▶ _What to work on_:
Which lines in the data below contain the string "counters"? Show each one.
+ + + +
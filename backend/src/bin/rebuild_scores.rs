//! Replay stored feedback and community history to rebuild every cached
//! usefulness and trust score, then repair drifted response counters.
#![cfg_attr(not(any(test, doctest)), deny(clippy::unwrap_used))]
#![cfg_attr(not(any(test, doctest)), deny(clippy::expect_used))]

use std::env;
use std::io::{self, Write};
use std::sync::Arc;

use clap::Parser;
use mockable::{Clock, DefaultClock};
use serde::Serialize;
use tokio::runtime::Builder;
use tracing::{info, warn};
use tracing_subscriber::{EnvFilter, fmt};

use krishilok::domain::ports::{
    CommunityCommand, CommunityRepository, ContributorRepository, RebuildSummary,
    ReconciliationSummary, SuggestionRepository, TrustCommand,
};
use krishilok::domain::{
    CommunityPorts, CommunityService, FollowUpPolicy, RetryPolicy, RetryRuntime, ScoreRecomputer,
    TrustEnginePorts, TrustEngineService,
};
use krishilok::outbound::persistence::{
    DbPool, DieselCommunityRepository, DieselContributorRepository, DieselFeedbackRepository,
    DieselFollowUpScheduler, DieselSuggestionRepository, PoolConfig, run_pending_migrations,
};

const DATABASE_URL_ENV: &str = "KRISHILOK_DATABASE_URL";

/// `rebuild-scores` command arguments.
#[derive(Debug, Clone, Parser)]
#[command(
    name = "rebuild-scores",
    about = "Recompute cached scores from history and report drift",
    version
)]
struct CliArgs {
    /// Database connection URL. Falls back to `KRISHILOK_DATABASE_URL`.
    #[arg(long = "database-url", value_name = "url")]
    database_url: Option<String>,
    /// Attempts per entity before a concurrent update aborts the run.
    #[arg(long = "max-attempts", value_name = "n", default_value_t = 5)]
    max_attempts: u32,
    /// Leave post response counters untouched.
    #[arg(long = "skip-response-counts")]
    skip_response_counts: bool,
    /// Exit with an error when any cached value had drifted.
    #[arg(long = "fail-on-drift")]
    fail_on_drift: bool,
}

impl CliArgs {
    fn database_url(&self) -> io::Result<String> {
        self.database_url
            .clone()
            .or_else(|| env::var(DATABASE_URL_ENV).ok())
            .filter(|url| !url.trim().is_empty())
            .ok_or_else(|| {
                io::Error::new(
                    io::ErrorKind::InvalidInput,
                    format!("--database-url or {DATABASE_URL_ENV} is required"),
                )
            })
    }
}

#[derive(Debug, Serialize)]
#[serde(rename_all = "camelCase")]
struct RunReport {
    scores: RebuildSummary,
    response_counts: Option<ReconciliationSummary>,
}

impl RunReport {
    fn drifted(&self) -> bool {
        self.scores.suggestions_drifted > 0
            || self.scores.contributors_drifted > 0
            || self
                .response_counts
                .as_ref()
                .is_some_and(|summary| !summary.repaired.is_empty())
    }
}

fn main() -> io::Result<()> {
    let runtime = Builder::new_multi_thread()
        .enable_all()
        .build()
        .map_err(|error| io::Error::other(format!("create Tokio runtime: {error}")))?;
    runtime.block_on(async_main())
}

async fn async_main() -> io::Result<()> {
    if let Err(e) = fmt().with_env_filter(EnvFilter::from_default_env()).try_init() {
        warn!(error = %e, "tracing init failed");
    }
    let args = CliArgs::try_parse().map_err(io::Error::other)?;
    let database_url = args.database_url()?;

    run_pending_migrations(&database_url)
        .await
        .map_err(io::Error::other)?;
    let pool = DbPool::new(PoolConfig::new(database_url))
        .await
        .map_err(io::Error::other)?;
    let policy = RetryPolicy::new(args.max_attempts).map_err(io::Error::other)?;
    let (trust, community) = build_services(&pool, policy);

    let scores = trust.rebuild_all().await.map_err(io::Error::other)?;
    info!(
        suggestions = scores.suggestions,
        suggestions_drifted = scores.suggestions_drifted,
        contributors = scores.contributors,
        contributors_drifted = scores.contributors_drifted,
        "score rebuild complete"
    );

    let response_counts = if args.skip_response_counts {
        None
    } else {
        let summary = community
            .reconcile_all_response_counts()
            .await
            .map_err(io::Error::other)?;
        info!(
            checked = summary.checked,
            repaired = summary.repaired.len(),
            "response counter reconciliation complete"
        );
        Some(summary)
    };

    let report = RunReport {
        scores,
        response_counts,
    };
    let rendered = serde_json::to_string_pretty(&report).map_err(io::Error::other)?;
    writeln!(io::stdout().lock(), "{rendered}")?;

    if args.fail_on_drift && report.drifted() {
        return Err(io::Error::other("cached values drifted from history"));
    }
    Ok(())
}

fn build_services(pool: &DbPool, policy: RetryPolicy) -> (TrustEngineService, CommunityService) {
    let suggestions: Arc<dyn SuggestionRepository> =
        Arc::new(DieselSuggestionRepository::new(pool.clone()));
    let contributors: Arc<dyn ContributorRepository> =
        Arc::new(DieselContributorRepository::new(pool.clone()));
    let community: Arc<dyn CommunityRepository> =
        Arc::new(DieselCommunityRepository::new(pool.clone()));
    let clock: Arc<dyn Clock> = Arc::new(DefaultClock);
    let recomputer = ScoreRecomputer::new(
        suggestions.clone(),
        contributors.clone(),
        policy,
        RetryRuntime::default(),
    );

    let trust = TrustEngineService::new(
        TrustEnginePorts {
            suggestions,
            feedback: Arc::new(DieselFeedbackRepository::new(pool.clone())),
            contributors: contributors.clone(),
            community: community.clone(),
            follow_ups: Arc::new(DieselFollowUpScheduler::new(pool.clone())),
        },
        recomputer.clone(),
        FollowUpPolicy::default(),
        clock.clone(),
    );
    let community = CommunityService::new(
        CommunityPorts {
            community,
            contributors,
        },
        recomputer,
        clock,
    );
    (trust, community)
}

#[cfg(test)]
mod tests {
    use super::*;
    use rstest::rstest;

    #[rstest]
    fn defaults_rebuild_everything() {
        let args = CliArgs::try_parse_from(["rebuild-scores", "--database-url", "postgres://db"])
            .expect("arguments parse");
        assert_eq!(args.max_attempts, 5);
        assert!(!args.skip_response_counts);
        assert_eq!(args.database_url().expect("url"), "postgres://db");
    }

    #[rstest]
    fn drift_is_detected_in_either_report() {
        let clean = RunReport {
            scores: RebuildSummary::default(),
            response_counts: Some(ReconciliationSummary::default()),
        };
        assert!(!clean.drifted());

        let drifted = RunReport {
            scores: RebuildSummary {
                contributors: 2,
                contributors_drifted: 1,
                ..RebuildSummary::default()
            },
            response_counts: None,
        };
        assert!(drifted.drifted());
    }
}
+ + + +
▶ _Exercise solution_:
//! usefulness and trust score, then repair drifted response counters.
    /// Leave post response counters untouched.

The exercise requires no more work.